Try going to a typical home page and then viewing the source for that page. For example, Figure 3.2 shows the home page for Alta Vista, which is a popular search page at http://www.altavista.digital.com/:

Figure 3.2 : Alta Vista home page.

The HTML source of that page looks something like Figure 3.3.

Figure 3.3 : Some HTML source.

Try viewing the source of your own favorite Web pages. You should start seeing some similarities in the way pages are organized and get a feel for the kinds of tags that HTML uses. You can learn a lot about HTML by comparing the text on the screen with the source for that text.

Exercise 3.2: Create an HTML page.

You've seen what HTML looks like-now it's your turn to create your own Web page. Let's start with a really simple example so you can get a basic feel for HTML.

To get started writing HTML, you're not going to need a Web server, a Web provider, or even a connection to the Web itself. All you really need is something to create your HTML files, and at least one browser to view them. You can write, link, and test whole suites of Web pages without even touching a network. In fact, that's what we're going to do for the majority of this book-I'll talk later about publishing everything on the Web so other people can see.

First, you'll need a text editor. A text editor is a program that saves files in ASCII format. ASCII format is just plain text, with no font formatting or special characters. On UNIX, vi, emacs, and pico are all text editors. On Windows, Notepad, Microsoft Write, and DOS edit are good basic text editors (and free with your system!); or, a shareware editor such as WED or WinEdit will work as well. On the Macintosh, you can use the SimpleText application that came with your system, or a more powerful text editor such as BBedit or Alpha (both of which are shareware).

If all you have is a word processor such as Microsoft Word, don't panic. You can still write pages in word processors just as you would in text editors, although it'll be more complicated to do so. When you use the Save or Save As command, there will be a menu of formats you can use to save the file. One of those should be "Text Only," "Text Only with Line Breaks," or "DOS Text." All these options will save your file as plain ASCII text, just as if you were using a text editor. For HTML files, if you have a choice between DOS Text and just Text, use DOS Text, and use the Line Breaks option if you have it.

Note
If you do choose to use a word processor for your HTML development, be very careful. Many recent word processors are including HTML modes or mechanisms for creating HTML code. The word processor may decide to take over your HTML coding for you, or mysteriously put you into that mode without telling you first. This may produce unusual results or files that simply don't behave as you expect. If you find that you're running into trouble with a word processor, try using a text editor and see if that helps.

What about the plethora of free and commercial HTML editors that claim to help you write HTML more easily? Most of them are actually simple text editors with some buttons that stick the tags in for you. If you've got one of those, go ahead and use it. If you've got a fancier editor that claims to hide all the HTML for you, put that one aside for the next couple of days and try using a plain-text editor just for a little while. I'll talk more about HTML editors after this example.

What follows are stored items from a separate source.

use std::{
    collections::BTreeMap,
    sync::atomic::{AtomicI64, Ordering},
};

use async_trait::async_trait;
use chrono::Utc;
use parking_lot::RwLock;

use super::{ExpenseRepository, RepositoryError, UserRepository};
use crate::{
    domain::models::{Expense, User},
    validation::ValidatedExpense,
};

/// Process-local store used for tests and the `memory` provider.
#[derive(Default)]
pub struct MemoryStore {
    users: RwLock<BTreeMap<i64, User>>,
    expenses: RwLock<BTreeMap<i64, Expense>>,
    user_ids: AtomicI64,
    expense_ids: AtomicI64,
}

#[async_trait]
impl ExpenseRepository for MemoryStore {
    async fn find_all(&self) -> Result<Vec<Expense>, RepositoryError> {
        Ok(self.expenses.read().values().cloned().collect())
    }

    async fn find_by_owner(&self, owner_id: i64) -> Result<Vec<Expense>, RepositoryError> {
        Ok(self
            .expenses
            .read()
            .values()
            .filter(|expense| expense.owner_id == owner_id)
            .cloned()
            .collect())
    }

    async fn find(&self, id: i64) -> Result<Option<Expense>, RepositoryError> {
        Ok(self.expenses.read().get(&id).cloned())
    }

    async fn insert(
        &self,
        owner_id: i64,
        expense: &ValidatedExpense,
    ) -> Result<Expense, RepositoryError> {
        if !self.users.read().contains_key(&owner_id) {
            return Err(RepositoryError::MissingOwner(owner_id));
        }
        let now = Utc::now();
        let record = Expense {
            id: self.expense_ids.fetch_add(1, Ordering::SeqCst) + 1,
            owner_id,
            datetime: expense.datetime(),
            amount: expense.amount().to_string(),
            description: expense.description().to_string(),
            created_at: now,
            updated_at: now,
        };
        self.expenses.write().insert(record.id, record.clone());
        Ok(record)
    }

    async fn update(
        &self,
        id: i64,
        expense: &ValidatedExpense,
    ) -> Result<Option<Expense>, RepositoryError> {
        let mut expenses = self.expenses.write();
        let Some(record) = expenses.get_mut(&id) else {
            return Ok(None);
        };
        record.datetime = expense.datetime();
        record.amount = expense.amount().to_string();
        record.description = expense.description().to_string();
        record.updated_at = Utc::now();
        Ok(Some(record.clone()))
    }

    async fn delete(&self, id: i64) -> Result<bool, RepositoryError> {
        Ok(self.expenses.write().remove(&id).is_some())
    }
}

#[async_trait]
impl UserRepository for MemoryStore {
    async fn find_user(&self, id: i64) -> Result<Option<User>, RepositoryError> {
        Ok(self.users.read().get(&id).cloned())
    }

    async fn find_user_by_username(
        &self,
        username: &str,
    ) -> Result<Option<User>, RepositoryError> {
        Ok(self
            .users
            .read()
            .values()
            .find(|user| user.username == username)
            .cloned())
    }

    async fn create_user(&self, username: &str, is_admin: bool) -> Result<User, RepositoryError> {
        let mut users = self.users.write();
        if users.values().any(|user| user.username == username) {
            return Err(RepositoryError::DuplicateUsername(username.to_string()));
        }
        let user = User {
            id: self.user_ids.fetch_add(1, Ordering::SeqCst) + 1,
            username: username.to_string(),
            is_admin,
            created_at: Utc::now(),
        };
        users.insert(user.id, user.clone());
        Ok(user)
    }
}

#[cfg(test)]
mod tests {
    use super::*;
    use crate::{domain::models::ExpenseDraft, validation::validate_expense};

    fn validated(amount: &str) -> ValidatedExpense {
        validate_expense(&ExpenseDraft {
            owner_id: None,
            datetime: Some(Utc::now().to_rfc3339()),
            amount: Some(amount.to_string()),
            description: Some("Hotel".to_string()),
        })
        .expect("fixture should be valid")
    }

    #[tokio::test]
    async fn insert_rejects_unknown_owner() {
        let store = MemoryStore::default();

        let err = store.insert(99, &validated("10.00")).await.unwrap_err();

        assert!(matches!(err, RepositoryError::MissingOwner(99)));
        assert!(store.find_all().await.unwrap().is_empty());
    }

    #[tokio::test]
    async fn update_bumps_updated_at_and_keeps_owner() {
        let store = MemoryStore::default();
        let owner = store.create_user("ana", false).await.unwrap();
        let created = store.insert(owner.id, &validated("10.00")).await.unwrap();

        let updated = store
            .update(created.id, &validated("11.00"))
            .await
            .unwrap()
            .expect("expense exists");

        assert_eq!(updated.owner_id, owner.id);
        assert_eq!(updated.amount, "11.00");
        assert_eq!(updated.created_at, created.created_at);
        assert!(updated.updated_at >= created.updated_at);
        assert!(store.update(404, &validated("1")).await.unwrap().is_none());
    }

    #[tokio::test]
    async fn usernames_are_unique() {
        let store = MemoryStore::default();
        store.create_user("ana", false).await.unwrap();

        let err = store.create_user("ana", true).await.unwrap_err();

        assert!(matches!(err, RepositoryError::DuplicateUsername(name) if name == "ana"));
    }

    #[tokio::test]
    async fn delete_reports_whether_a_row_was_removed() {
        let store = MemoryStore::default();
        let owner = store.create_user("ana", false).await.unwrap();
        let created = store.insert(owner.id, &validated("3")).await.unwrap();

        assert!(store.delete(created.id).await.unwrap());
        assert!(!store.delete(created.id).await.unwrap());
        assert!(store.find(created.id).await.unwrap().is_none());
    }
}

Open up that text editor, and type the following code. You don't have to understand what any of this means at this point. You'll learn about it later in this chapter. This is just a simple example to get you started:

<HTML><HEAD>
<TITLE>My Sample HTML page</TITLE></HEAD>
<BODY>
<H1>This is an HTML Page</H1>
</BODY></HTML>
Note
Many of the examples from this book, including this one, are included on the CD-ROM. For this example, its a good idea to type it in to get a feel for it, but for future examples you might want to use the online versions to prevent having to retype everything.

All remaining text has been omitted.